Zur körperlichen Fitness gehört mehr als die Fähigkeit fünf Kilometer am Stück zu laufen oder schwere Gewichte zu stemmen. Die Verbesserung der Elastizität des Körpers sollte Bestandteil eines jeden Fitnesstrainings sein und trägt damit zum allgemeinen Wohlbefinden bei. Stretching oder Dehngymnastik ist eine gute Körperübung.
Stretching hat viele positive Effekte auf den Organismus und verbessert das Körpergefühl und Wohlbefinden. Eine gute Beweglichkeit liegt dann vor, wenn die über ein Gelenk ziehenden Muskeln dieses einerseits stabilisieren und es andererseits in seinem Bewegungsspielraum nicht einschränken. Grundsätzlich kann man sagen das jüngere Menschen beweglicher sind als ältere und Frauen im allgemeinen beweglicher sind als Männer. Jeder kann jedoch in seinem individuellen Rahmen die persönliche Beweglichkeit durch Stretching verbessern.
Stretching verbessert die Beweglichkeit der Muskulatur und vergrößert den maximal erreichbaren Gelenkwinkel. Ein gut dehnbarer Muskel ist weniger anfällig für Verletzungen, wie z.B. Zerrungen oder Überlastungsbeschwerden.
Stretching erhält und fördert das muskuläre Gleichgewicht und verbessert dadurch auch die Körperhaltung. Gut dehnbare Muskeln sind eine wichtige Voraussetzung für rückenfreundliches Sitzen und Stehen. Streching beugt auch Verspannungen sowie daraus resultierenden Gesundheitsbeeinträchtigungen vor wie z.B. Rückenbeschwerden.
Man fühlt sich mit Streching auch deutlich weniger steif, wenn man regelmäßig seine Muskeln dehnt.
Wie kann man beginnen?
Am einfachsten ist der Einstieg in einem Kurs, der von einem Fachkundigen geleitet wird. Vereine, Fitnessstudios und Volkshochschulen haben ein entsprechendes Angebot. Wer lieber allein zu Hause übt, sollte einige Grundregeln beherzigen:
Die jeweiligen Muskeln sollten langsam so weit gedehnt werden bis ein leichtes Ziehen im jeweiligen Muskel zu spüren ist.
Auf keinen Fall gegen einen Schmerz dehnen.
In der als angenehm empfundenen Dehnstellung 15 bis 30 Sekunden verharren.
Während der Übungen nicht die Luft anhalten, sondern regelmäßig und ruhig atmen.
Immer beide Körperseiten gleich dehnen.
Bei der Auswahl von Stretching-Übungen sollte man zum einen die besonders beanspruchten Muskeln bedenken. Wer beispielsweise viel joggt, sollte anschließend speziell die Beinmuskeln dehnen.
Darüber hinaus sollte man vor allem die Muskeln berücksichtigen, die im allgemeinen zu Verkürzungen neigen. Das sind die Schultermuskulatur, Brustmuskulatur, untere Rückenmuskulatur, vordere und hintere Oberschenkelmuskulatur, Wadenmuskulatur.
Stretching-Übungen sollte man regelmäßig, am besten zwei- bis dreimal in der Woche durchführen.
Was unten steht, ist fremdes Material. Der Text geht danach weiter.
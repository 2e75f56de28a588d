//! # Terrain Settings
//!
//! Tunables for generation, streaming and the worker pool, loaded from a JSON file.
//! Missing fields take their default value, so a settings file only needs to list
//! what it overrides.

use std::fs;
use std::path::Path;

use serde::{Deserialize, Serialize};

#[derive(Clone, Debug, PartialEq, Serialize, Deserialize)]
#[serde(default)]
pub struct TerrainSettings {
    /// Seed for the height noise and the per-zone carver RNG.
    pub seed: u32,
    /// Zones generated around the player's zone, in each direction.
    pub load_radius_zones: i32,
    /// Worker threads in the task pool. `0` means one per available core.
    pub worker_count: usize,
    /// Tasks a single worker may hold before new work is queued on the coordinator.
    pub max_tasks_in_flight: usize,
    pub river_probability: f64,
    pub cave_probability: f64,
    pub sea_level: i32,
    pub base_height: f64,
    pub height_amplitude: f64,
    pub noise_scale: f64,
    pub snow_line: i32,
    pub tick_interval_ms: u64,
    /// Ticks the headless binary runs before exiting.
    pub headless_ticks: u32,
}

impl TerrainSettings {
    /// Loads settings from `path`, falling back to the defaults when the file is
    /// missing or malformed.
    pub fn load_from_file(path: impl AsRef<Path>) -> Self {
        let path = path.as_ref();
        let text = match fs::read_to_string(path) {
            Ok(text) => text,
            Err(e) => {
                log::error!("Failed to read settings from {} - {}", path.display(), e);
                return TerrainSettings::default();
            }
        };
        match TerrainSettings::from_json(&text) {
            Ok(settings) => settings,
            Err(e) => {
                log::error!("Failed to parse settings from {} - {}", path.display(), e);
                TerrainSettings::default()
            }
        }
    }

    pub fn from_json(text: &str) -> Result<Self, serde_json::Error> {
        serde_json::from_str(text)
    }

    pub fn to_json(&self) -> Result<String, serde_json::Error> {
        serde_json::to_string_pretty(self)
    }

    /// The worker count with `0` resolved against the machine's parallelism.
    pub fn resolved_worker_count(&self) -> usize {
        if self.worker_count > 0 {
            return self.worker_count;
        }
        std::thread::available_parallelism()
            .map(|n| n.get())
            .unwrap_or(4)
    }
}

impl Default for TerrainSettings {
    fn default() -> Self {
        Self {
            seed: 0,
            load_radius_zones: 2,
            worker_count: 0,
            max_tasks_in_flight: 2,
            river_probability: 0.15,
            cave_probability: 0.15,
            sea_level: 128,
            base_height: 136.0,
            height_amplitude: 40.0,
            noise_scale: 0.01,
            snow_line: 170,
            tick_interval_ms: 16,
            headless_ticks: if cfg!(debug_assertions) { 60 } else { 600 },
        }
    }
}

#[cfg(test)]
mod tests {
    use super::*;

    #[test]
    fn partial_json_keeps_defaults() {
        let settings = TerrainSettings::from_json(r#"{ "seed": 7, "load_radius_zones": 0 }"#).unwrap();
        assert_eq!(settings.seed, 7);
        assert_eq!(settings.load_radius_zones, 0);
        assert_eq!(settings.river_probability, 0.15);
    }

    #[test]
    fn missing_file_falls_back_to_default() {
        let settings = TerrainSettings::load_from_file("does/not/exist.json");
        assert_eq!(settings, TerrainSettings::default());
    }

    #[test]
    fn settings_survive_serialization() {
        let settings = TerrainSettings {
            seed: 99,
            ..TerrainSettings::default()
        };
        let text = settings.to_json().unwrap();
        assert_eq!(TerrainSettings::from_json(&text).unwrap(), settings);
    }
}
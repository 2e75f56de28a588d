use cgmath::{Point3, Vector3};

use crate::engine_state::rendering::vertex::Vertex;
use crate::engine_state::voxels::block::{atlas_cell, block_side::BlockSide, block_type::BlockType, ATLAS_CELLS_PER_EDGE};

/// Corner offsets of each face, counter-clockwise when seen from outside the block,
/// indexed by `BlockSide`.
const FACE_CORNERS: [[[i32; 3]; 4]; 6] = [
    [[0, 0, 1], [1, 0, 1], [1, 1, 1], [0, 1, 1]], // FRONT (+Z)
    [[1, 0, 0], [0, 0, 0], [0, 1, 0], [1, 1, 0]], // BACK (-Z)
    [[0, 0, 0], [1, 0, 0], [1, 0, 1], [0, 0, 1]], // BOTTOM (-Y)
    [[0, 1, 1], [1, 1, 1], [1, 1, 0], [0, 1, 0]], // TOP (+Y)
    [[0, 0, 0], [0, 0, 1], [0, 1, 1], [0, 1, 0]], // LEFT (-X)
    [[1, 0, 1], [1, 0, 0], [1, 1, 0], [1, 1, 1]], // RIGHT (+X)
];

/// Texture coordinates of the four corners within one atlas cell.
const CORNER_UVS: [[f32; 2]; 4] = [[0.0, 0.0], [1.0, 0.0], [1.0, 1.0], [0.0, 1.0]];

/// Represents a single unit quad on one side of a voxel.
///
/// Corners are stored lower-left, lower-right, upper-right, upper-left as seen from
/// outside the block, which is counter-clockwise winding.
#[derive(Debug, Clone, Copy, PartialEq)]
pub struct Face {
    pub corners: [Point3<i32>; 4],
    pub block_type: BlockType,
    pub block_side: BlockSide,
}

impl Face {
    /// Index pattern of one quad, relative to its first vertex.
    pub const INDICES: [u32; 6] = [0, 1, 2, 0, 2, 3];

    /// Creates the face on `block_side` of the block at world position `block`.
    pub fn new(block: Point3<i32>, block_type: BlockType, block_side: BlockSide) -> Self {
        let corners = FACE_CORNERS[block_side as usize]
            .map(|[x, y, z]| Point3::new(block.x + x, block.y + y, block.z + z));
        Face {
            corners,
            block_type,
            block_side,
        }
    }

    /// The four interleaved vertices of this face.
    pub fn vertices(&self) -> [Vertex; 4] {
        let normal: Vector3<f32> = self.block_side.normal();
        let (column, row) = atlas_cell(self.block_type, self.block_side);
        let animated = self.block_type.is_animated();

        let mut vertices = [Vertex::new(Point3::new(0.0, 0.0, 0.0), normal, [0.0, 0.0], animated); 4];
        for (i, vertex) in vertices.iter_mut().enumerate() {
            let corner = self.corners[i];
            let [u, v] = CORNER_UVS[i];
            *vertex = Vertex::new(
                Point3::new(corner.x as f32, corner.y as f32, corner.z as f32),
                normal,
                [
                    (column as f32 + u) / ATLAS_CELLS_PER_EDGE,
                    (row as f32 + v) / ATLAS_CELLS_PER_EDGE,
                ],
                animated,
            );
        }
        vertices
    }
}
Kniebeuger-Stretching: Auf den Rücken legen und ein Bein gestreckt anheben. Das Bein mit den Händen am Oberschenkel - kurz unterhalb der Kniekehle - festhalten und langsam so weit zum Körper ziehen, bis ein leichtes, angenehmes Ziehen in der Oberschenkelrückseite zu spüren ist. Die Hüfte dabei nicht nach außen drehen, sondern gerade nach vorne schieben und den Rücken gerade halten.
Hüftbeuger-Stretching: Ausfallschritt nach vorne. Mit den Händen auf das vordere Knie stützen. Die Hüfte so weit nach vorne/unten schieben, bis ein leichtes Ziehen vorne in der Hüfte zu spüren ist. Die Hüfte dabei nicht nach außen drehen, sondern gerade nach vorne schieben und den Rücken gerade halten.
Brustmuskel-Stretching: Aufrecht hinstellen. Mit den Händen ein Springseil oder einen langen Gürtel greifen, und die Arme gestreckt nach oben hinter den Kopf führen. Den Rücken aufrecht halten und nach vorne schauen.